WORK REQUEST: Write the data out again in full, with no departure from the original.

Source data
####
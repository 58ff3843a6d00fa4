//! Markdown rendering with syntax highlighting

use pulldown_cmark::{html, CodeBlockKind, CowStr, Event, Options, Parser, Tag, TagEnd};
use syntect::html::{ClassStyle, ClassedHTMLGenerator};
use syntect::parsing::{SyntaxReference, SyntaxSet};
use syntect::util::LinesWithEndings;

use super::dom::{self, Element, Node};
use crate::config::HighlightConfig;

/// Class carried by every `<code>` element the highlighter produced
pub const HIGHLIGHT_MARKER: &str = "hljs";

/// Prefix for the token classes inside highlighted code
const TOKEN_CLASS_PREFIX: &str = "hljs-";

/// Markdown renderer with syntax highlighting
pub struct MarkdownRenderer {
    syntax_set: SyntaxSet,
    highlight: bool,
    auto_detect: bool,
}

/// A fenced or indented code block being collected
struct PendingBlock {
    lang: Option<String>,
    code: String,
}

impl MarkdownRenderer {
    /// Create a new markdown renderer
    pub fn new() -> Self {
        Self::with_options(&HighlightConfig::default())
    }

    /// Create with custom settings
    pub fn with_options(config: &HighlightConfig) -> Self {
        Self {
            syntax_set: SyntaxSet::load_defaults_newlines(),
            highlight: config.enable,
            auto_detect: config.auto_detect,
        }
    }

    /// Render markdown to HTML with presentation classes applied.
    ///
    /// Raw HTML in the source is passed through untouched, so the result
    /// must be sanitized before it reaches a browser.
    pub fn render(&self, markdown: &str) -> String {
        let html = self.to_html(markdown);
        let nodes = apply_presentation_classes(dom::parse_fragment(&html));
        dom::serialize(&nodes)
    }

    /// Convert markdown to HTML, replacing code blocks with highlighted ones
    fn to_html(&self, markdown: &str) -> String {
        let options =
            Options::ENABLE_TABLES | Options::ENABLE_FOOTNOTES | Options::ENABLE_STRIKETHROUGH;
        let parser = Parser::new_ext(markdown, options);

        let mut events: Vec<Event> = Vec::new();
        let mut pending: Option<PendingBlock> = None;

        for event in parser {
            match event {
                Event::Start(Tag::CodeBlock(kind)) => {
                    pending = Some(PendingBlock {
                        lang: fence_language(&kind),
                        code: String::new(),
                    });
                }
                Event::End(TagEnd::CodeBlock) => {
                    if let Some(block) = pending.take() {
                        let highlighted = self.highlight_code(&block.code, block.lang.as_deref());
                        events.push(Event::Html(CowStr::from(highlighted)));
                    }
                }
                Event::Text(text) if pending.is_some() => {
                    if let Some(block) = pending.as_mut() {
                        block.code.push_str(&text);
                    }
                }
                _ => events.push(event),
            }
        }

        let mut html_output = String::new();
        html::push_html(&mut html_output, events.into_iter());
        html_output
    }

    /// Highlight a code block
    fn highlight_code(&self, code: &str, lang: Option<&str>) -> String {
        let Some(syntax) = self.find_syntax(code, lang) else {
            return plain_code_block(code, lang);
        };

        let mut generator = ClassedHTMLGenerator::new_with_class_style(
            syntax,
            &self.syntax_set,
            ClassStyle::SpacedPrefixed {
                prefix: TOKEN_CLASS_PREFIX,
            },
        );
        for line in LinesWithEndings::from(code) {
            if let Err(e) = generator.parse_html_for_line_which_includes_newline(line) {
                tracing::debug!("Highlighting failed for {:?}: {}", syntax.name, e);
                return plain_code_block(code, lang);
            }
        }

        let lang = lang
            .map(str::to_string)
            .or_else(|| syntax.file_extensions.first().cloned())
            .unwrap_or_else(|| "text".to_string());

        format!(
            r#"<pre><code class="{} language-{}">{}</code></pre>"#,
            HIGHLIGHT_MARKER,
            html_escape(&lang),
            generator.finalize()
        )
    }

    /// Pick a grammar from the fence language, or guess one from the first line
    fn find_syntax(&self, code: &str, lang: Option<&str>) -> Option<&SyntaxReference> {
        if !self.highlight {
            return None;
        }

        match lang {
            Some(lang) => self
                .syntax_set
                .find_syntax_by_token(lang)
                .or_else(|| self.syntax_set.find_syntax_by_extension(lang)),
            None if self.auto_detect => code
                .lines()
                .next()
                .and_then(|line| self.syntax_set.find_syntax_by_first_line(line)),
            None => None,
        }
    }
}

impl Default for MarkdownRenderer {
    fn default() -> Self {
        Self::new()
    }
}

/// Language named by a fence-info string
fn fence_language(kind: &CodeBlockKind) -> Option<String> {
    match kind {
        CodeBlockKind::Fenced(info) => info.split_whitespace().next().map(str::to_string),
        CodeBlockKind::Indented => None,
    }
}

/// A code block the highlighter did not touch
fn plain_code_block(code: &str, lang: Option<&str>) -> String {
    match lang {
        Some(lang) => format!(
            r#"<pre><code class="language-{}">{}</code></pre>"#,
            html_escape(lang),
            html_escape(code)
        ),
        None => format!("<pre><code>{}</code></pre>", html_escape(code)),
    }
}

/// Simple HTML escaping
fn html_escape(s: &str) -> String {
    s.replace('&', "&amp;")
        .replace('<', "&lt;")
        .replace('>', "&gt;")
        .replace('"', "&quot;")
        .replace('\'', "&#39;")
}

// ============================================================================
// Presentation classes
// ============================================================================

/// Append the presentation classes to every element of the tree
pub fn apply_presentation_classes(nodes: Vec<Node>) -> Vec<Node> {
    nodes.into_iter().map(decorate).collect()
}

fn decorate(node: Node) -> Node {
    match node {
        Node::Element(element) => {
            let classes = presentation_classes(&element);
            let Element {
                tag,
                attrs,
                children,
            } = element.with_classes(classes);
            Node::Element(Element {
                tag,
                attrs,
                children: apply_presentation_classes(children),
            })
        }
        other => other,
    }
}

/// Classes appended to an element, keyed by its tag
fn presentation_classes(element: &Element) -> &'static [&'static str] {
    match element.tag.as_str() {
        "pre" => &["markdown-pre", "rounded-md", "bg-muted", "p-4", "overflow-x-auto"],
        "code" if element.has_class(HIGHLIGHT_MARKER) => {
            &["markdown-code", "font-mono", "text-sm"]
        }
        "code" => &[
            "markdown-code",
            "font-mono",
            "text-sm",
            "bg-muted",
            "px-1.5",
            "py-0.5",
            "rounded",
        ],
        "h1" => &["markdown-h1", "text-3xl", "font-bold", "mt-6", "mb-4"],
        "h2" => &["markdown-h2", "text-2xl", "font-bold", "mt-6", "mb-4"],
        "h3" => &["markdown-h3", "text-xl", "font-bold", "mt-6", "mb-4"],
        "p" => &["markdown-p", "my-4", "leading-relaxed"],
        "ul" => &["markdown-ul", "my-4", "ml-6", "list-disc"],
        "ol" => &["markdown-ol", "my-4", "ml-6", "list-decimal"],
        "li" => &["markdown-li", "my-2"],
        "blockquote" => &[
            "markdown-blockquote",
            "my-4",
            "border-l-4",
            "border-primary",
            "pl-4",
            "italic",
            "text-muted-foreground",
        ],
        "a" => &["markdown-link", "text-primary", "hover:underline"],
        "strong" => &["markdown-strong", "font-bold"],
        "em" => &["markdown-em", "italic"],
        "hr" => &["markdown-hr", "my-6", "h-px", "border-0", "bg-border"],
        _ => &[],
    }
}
####
WRITTEN RESPONSE:
repository 58ff3843a6d00fa4
//! Markdown rendering with syntax highlighting

use pulldown_cmark::{html, CodeBlockKind, CowStr, Event, Options, Parser, Tag, TagEnd};
use syntect::html::{ClassStyle, ClassedHTMLGenerator};
use syntect::parsing::{SyntaxReference, SyntaxSet};
use syntect::util::LinesWithEndings;

use super::dom::{self, Element, Node};
use crate::config::HighlightConfig;

/// Class carried by every `<code>` element the highlighter produced
pub const HIGHLIGHT_MARKER: &str = "hljs";

/// Prefix for the token classes inside highlighted code
const TOKEN_CLASS_PREFIX: &str = "hljs-";

/// Markdown renderer with syntax highlighting
pub struct MarkdownRenderer {
    syntax_set: SyntaxSet,
    highlight: bool,
    auto_detect: bool,
}

/// A fenced or indented code block being collected
struct PendingBlock {
    lang: Option<String>,
    code: String,
}

impl MarkdownRenderer {
    /// Create a new markdown renderer
    pub fn new() -> Self {
        Self::with_options(&HighlightConfig::default())
    }

    /// Create with custom settings
    pub fn with_options(config: &HighlightConfig) -> Self {
        Self {
            syntax_set: SyntaxSet::load_defaults_newlines(),
            highlight: config.enable,
            auto_detect: config.auto_detect,
        }
    }

    /// Render markdown to HTML with presentation classes applied.
    ///
    /// Raw HTML in the source is passed through untouched, so the result
    /// must be sanitized before it reaches a browser.
    pub fn render(&self, markdown: &str) -> String {
        let html = self.to_html(markdown);
        let nodes = apply_presentation_classes(dom::parse_fragment(&html));
        dom::serialize(&nodes)
    }

    /// Convert markdown to HTML, replacing code blocks with highlighted ones
    fn to_html(&self, markdown: &str) -> String {
        let options =
            Options::ENABLE_TABLES | Options::ENABLE_FOOTNOTES | Options::ENABLE_STRIKETHROUGH;
        let parser = Parser::new_ext(markdown, options);

        let mut events: Vec<Event> = Vec::new();
        let mut pending: Option<PendingBlock> = None;

        for event in parser {
            match event {
                Event::Start(Tag::CodeBlock(kind)) => {
                    pending = Some(PendingBlock {
                        lang: fence_language(&kind),
                        code: String::new(),
                    });
                }
                Event::End(TagEnd::CodeBlock) => {
                    if let Some(block) = pending.take() {
                        let highlighted = self.highlight_code(&block.code, block.lang.as_deref());
                        events.push(Event::Html(CowStr::from(highlighted)));
                    }
                }
                Event::Text(text) if pending.is_some() => {
                    if let Some(block) = pending.as_mut() {
                        block.code.push_str(&text);
                    }
                }
                _ => events.push(event),
            }
        }

        let mut html_output = String::new();
        html::push_html(&mut html_output, events.into_iter());
        html_output
    }

    /// Highlight a code block
    fn highlight_code(&self, code: &str, lang: Option<&str>) -> String {
        let Some(syntax) = self.find_syntax(code, lang) else {
            return plain_code_block(code, lang);
        };

        let mut generator = ClassedHTMLGenerator::new_with_class_style(
            syntax,
            &self.syntax_set,
            ClassStyle::SpacedPrefixed {
                prefix: TOKEN_CLASS_PREFIX,
            },
        );
        for line in LinesWithEndings::from(code) {
            if let Err(e) = generator.parse_html_for_line_which_includes_newline(line) {
                tracing::debug!("Highlighting failed for {:?}: {}", syntax.name, e);
                return plain_code_block(code, lang);
            }
        }

        let lang = lang
            .map(str::to_string)
            .or_else(|| syntax.file_extensions.first().cloned())
            .unwrap_or_else(|| "text".to_string());

        format!(
            r#"<pre><code class="{} language-{}">{}</code></pre>"#,
            HIGHLIGHT_MARKER,
            html_escape(&lang),
            generator.finalize()
        )
    }

    /// Pick a grammar from the fence language, or guess one from the first line
    fn find_syntax(&self, code: &str, lang: Option<&str>) -> Option<&SyntaxReference> {
        if !self.highlight {
            return None;
        }

        match lang {
            Some(lang) => self
                .syntax_set
                .find_syntax_by_token(lang)
                .or_else(|| self.syntax_set.find_syntax_by_extension(lang)),
            None if self.auto_detect => code
                .lines()
                .next()
                .and_then(|line| self.syntax_set.find_syntax_by_first_line(line)),
            None => None,
        }
    }
}

impl Default for MarkdownRenderer {
    fn default() -> Self {
        Self::new()
    }
}

/// Language named by a fence-info string
fn fence_language(kind: &CodeBlockKind) -> Option<String> {
    match kind {
        CodeBlockKind::Fenced(info) => info.split_whitespace().next().map(str::to_string),
        CodeBlockKind::Indented => None,
    }
}

/// A code block the highlighter did not touch
fn plain_code_block(code: &str, lang: Option<&str>) -> String {
    match lang {
        Some(lang) => format!(
            r#"<pre><code class="language-{}">{}</code></pre>"#,
            html_escape(lang),
            html_escape(code)
        ),
        None => format!("<pre><code>{}</code></pre>", html_escape(code)),
    }
}

/// Simple HTML escaping
fn html_escape(s: &str) -> String {
    s.replace('&', "&amp;")
        .replace('<', "&lt;")
        .replace('>', "&gt;")
        .replace('"', "&quot;")
        .replace('\'', "&#39;")
}

// ============================================================================
// Presentation classes
// ============================================================================

/// Append the presentation classes to every element of the tree
pub fn apply_presentation_classes(nodes: Vec<Node>) -> Vec<Node> {
    nodes.into_iter().map(decorate).collect()
}

fn decorate(node: Node) -> Node {
    match node {
        Node::Element(element) => {
            let classes = presentation_classes(&element);
            let Element {
                tag,
                attrs,
                children,
            } = element.with_classes(classes);
            Node::Element(Element {
                tag,
                attrs,
                children: apply_presentation_classes(children),
            })
        }
        other => other,
    }
}

/// Classes appended to an element, keyed by its tag
fn presentation_classes(element: &Element) -> &'static [&'static str] {
    match element.tag.as_str() {
        "pre" => &["markdown-pre", "rounded-md", "bg-muted", "p-4", "overflow-x-auto"],
        "code" if element.has_class(HIGHLIGHT_MARKER) => {
            &["markdown-code", "font-mono", "text-sm"]
        }
        "code" => &[
            "markdown-code",
            "font-mono",
            "text-sm",
            "bg-muted",
            "px-1.5",
            "py-0.5",
            "rounded",
        ],
        "h1" => &["markdown-h1", "text-3xl", "font-bold", "mt-6", "mb-4"],
        "h2" => &["markdown-h2", "text-2xl", "font-bold", "mt-6", "mb-4"],
        "h3" => &["markdown-h3", "text-xl", "font-bold", "mt-6", "mb-4"],
        "p" => &["markdown-p", "my-4", "leading-relaxed"],
        "ul" => &["markdown-ul", "my-4", "ml-6", "list-disc"],
        "ol" => &["markdown-ol", "my-4", "ml-6", "list-decimal"],
        "li" => &["markdown-li", "my-2"],
        "blockquote" => &[
            "markdown-blockquote",
            "my-4",
            "border-l-4",
            "border-primary",
            "pl-4",
            "italic",
            "text-muted-foreground",
        ],
        "a" => &["markdown-link", "text-primary", "hover:underline"],
        "strong" => &["markdown-strong", "font-bold"],
        "em" => &["markdown-em", "italic"],
        "hr" => &["markdown-hr", "my-6", "h-px", "border-0", "bg-border"],
        _ => &[],
    }
}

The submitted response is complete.